• _Exercise data_:
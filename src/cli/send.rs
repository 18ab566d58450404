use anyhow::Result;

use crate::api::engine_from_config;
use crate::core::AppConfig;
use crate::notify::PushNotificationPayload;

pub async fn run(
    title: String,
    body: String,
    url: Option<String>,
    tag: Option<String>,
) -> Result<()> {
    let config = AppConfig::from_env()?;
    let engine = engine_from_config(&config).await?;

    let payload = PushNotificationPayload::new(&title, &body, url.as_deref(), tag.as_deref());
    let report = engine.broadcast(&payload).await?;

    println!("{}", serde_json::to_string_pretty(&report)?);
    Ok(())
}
==
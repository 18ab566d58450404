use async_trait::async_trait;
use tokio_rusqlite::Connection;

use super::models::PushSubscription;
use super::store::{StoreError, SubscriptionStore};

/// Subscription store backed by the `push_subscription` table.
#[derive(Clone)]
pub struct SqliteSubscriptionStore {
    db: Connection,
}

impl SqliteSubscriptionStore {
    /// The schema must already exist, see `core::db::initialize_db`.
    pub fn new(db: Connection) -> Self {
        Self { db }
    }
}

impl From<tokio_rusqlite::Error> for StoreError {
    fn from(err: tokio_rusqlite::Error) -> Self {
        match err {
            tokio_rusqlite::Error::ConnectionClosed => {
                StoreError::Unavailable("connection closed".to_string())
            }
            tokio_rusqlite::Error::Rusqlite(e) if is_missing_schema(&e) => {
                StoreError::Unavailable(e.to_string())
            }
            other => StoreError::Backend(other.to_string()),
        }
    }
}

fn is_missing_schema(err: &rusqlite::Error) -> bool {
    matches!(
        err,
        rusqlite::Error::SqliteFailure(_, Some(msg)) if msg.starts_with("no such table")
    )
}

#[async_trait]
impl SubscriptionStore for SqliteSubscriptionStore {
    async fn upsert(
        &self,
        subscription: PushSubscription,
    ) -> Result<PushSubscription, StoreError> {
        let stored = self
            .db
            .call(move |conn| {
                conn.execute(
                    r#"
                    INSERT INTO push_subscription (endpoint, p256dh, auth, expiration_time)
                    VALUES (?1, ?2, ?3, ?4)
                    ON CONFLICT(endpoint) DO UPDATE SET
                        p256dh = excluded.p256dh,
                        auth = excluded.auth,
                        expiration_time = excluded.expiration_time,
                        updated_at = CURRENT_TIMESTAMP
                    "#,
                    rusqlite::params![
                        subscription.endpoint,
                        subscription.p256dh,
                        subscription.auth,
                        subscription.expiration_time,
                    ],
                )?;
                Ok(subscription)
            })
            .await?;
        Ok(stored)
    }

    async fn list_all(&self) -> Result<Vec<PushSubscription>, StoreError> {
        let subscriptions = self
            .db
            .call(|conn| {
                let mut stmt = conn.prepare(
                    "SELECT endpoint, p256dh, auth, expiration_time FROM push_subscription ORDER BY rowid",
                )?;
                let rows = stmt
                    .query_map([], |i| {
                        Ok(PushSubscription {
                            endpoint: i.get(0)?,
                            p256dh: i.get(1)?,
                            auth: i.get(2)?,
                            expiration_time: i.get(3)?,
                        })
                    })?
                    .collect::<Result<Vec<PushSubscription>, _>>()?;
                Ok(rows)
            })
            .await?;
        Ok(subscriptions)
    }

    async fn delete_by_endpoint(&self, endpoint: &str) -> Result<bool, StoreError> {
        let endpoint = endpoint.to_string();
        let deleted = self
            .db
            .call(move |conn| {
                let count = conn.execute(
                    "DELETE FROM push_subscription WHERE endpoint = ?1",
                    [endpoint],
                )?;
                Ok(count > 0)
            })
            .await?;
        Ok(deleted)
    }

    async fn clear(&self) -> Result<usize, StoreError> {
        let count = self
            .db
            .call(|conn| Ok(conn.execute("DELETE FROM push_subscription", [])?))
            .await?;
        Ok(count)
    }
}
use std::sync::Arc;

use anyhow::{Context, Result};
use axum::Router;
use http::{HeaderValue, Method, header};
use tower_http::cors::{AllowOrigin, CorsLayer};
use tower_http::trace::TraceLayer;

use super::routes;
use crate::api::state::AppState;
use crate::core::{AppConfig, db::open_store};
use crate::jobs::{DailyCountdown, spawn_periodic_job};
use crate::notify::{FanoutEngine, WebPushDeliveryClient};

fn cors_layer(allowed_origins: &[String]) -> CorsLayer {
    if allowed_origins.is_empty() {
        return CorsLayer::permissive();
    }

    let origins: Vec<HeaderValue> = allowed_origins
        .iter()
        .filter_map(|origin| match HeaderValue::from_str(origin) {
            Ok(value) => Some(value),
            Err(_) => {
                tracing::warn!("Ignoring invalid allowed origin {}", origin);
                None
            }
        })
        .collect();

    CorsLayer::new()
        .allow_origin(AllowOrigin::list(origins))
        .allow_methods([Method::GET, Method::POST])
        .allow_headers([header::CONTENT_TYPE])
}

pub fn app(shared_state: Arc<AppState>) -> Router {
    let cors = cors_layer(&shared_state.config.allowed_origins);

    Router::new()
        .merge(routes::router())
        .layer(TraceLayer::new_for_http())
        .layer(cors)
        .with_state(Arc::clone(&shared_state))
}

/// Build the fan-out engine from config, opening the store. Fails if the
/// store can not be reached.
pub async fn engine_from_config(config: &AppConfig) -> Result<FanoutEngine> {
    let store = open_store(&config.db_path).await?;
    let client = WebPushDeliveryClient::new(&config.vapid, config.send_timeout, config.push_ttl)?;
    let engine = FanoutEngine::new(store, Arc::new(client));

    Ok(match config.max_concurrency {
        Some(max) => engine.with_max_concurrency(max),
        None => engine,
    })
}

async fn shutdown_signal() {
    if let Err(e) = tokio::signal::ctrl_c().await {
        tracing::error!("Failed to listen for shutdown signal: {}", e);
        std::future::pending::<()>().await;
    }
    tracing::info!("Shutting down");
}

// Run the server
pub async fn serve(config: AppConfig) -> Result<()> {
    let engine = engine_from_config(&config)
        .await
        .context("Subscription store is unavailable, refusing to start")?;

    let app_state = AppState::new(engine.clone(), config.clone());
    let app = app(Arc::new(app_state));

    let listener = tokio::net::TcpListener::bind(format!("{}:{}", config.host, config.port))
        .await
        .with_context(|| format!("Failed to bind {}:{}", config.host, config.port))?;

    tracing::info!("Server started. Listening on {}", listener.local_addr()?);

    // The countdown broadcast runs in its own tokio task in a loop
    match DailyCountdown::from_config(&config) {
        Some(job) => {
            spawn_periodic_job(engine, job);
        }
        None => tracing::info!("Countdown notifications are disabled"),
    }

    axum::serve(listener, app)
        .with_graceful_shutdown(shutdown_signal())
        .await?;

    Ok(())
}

• _Action item_: For the data above, give the number of lines in which the word "format" appears, and nothing more.

• _Result for this task_: 2